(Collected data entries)
....................

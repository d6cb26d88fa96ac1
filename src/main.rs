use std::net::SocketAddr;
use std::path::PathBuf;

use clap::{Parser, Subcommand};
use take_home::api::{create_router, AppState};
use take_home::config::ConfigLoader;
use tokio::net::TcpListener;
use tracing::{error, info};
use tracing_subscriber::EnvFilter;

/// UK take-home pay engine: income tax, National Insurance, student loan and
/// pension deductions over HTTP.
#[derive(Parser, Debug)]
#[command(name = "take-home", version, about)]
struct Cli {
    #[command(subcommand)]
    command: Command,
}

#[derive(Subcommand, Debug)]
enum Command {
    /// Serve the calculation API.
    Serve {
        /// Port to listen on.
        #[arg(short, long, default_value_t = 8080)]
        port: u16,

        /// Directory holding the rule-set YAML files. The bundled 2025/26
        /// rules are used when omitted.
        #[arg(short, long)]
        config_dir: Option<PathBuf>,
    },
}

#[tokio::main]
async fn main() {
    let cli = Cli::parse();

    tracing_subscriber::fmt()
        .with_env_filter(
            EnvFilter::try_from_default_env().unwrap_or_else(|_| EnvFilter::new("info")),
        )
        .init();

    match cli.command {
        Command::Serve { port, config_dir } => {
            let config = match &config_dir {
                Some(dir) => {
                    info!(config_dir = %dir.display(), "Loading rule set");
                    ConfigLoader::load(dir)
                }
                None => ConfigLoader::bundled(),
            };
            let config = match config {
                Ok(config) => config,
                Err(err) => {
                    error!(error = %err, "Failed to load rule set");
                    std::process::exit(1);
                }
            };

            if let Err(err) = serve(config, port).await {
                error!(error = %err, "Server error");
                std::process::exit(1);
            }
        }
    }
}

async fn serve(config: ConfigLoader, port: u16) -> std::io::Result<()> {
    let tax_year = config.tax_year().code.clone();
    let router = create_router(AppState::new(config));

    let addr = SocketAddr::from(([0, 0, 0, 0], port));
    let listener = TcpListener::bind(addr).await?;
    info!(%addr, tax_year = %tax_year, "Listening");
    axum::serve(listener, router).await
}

....................

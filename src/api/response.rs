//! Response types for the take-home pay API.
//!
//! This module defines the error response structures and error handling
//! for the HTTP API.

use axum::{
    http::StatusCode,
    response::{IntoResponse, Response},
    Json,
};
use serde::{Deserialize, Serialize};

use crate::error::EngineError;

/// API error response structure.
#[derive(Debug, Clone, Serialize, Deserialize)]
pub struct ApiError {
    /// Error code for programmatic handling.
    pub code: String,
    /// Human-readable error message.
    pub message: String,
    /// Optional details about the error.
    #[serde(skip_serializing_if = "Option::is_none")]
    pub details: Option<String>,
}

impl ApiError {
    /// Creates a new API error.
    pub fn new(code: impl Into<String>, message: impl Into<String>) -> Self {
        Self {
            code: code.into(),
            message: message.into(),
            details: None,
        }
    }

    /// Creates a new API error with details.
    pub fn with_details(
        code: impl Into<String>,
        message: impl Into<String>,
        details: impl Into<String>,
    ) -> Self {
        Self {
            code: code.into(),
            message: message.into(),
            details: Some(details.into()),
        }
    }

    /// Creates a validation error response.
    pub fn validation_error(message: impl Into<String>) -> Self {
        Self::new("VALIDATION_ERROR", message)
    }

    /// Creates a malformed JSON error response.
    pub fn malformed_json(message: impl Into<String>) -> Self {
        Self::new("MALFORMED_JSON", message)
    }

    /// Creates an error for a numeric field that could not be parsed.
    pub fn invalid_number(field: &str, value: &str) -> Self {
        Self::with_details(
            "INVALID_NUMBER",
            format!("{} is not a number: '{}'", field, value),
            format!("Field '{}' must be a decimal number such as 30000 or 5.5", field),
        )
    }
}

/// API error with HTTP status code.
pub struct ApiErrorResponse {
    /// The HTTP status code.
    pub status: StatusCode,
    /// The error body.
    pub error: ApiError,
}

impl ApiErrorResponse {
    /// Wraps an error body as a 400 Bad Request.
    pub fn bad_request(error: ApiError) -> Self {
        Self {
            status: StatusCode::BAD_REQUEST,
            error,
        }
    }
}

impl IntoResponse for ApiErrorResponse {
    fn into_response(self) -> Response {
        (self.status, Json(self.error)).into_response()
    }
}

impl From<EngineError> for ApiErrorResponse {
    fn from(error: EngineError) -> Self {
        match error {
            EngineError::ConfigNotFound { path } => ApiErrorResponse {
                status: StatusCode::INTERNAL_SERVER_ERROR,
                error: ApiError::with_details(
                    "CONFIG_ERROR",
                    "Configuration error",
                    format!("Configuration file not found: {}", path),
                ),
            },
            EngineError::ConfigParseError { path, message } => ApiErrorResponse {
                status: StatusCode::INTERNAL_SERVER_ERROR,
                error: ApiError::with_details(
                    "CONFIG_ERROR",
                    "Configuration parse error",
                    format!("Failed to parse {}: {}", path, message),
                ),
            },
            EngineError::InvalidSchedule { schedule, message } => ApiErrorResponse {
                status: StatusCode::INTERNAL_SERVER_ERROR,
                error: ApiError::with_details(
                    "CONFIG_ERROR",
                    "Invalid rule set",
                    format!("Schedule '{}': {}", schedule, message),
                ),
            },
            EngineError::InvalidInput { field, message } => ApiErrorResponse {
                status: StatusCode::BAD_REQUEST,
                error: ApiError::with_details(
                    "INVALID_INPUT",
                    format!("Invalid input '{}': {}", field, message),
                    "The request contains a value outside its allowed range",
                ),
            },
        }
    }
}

....................

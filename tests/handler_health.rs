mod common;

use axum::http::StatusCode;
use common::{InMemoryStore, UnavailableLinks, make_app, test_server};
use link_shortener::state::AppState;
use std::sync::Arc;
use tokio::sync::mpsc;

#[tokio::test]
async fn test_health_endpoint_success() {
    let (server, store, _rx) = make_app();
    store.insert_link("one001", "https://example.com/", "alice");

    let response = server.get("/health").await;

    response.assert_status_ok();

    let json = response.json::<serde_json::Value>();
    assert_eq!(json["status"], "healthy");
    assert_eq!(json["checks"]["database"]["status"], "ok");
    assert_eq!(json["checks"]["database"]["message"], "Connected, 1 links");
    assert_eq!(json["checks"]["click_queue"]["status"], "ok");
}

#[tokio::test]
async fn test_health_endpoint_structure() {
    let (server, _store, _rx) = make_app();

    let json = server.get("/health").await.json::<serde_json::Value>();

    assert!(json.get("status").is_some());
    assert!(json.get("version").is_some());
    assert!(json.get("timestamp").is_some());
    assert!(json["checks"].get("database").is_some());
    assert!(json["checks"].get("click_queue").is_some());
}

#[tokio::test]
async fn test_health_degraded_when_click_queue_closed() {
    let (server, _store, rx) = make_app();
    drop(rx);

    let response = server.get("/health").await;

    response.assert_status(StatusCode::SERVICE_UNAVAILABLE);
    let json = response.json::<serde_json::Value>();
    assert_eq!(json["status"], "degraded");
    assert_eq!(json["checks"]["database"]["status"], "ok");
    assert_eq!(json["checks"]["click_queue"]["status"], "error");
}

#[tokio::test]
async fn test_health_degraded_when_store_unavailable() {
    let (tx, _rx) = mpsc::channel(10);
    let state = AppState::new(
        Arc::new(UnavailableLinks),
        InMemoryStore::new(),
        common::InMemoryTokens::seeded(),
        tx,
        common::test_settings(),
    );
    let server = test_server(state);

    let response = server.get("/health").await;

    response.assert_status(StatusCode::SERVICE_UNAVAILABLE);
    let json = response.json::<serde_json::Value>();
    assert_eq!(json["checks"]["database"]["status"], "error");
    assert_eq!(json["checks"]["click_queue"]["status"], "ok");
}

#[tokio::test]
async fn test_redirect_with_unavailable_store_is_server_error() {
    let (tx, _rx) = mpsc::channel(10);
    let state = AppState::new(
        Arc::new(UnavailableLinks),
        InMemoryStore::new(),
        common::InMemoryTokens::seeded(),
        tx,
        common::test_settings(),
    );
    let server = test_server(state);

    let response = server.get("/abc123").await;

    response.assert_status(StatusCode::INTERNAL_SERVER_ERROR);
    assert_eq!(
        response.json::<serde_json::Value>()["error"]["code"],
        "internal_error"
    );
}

....................

§ Directions
Please give only the number of lines above that contain the word "Creates".

§ Task solution
5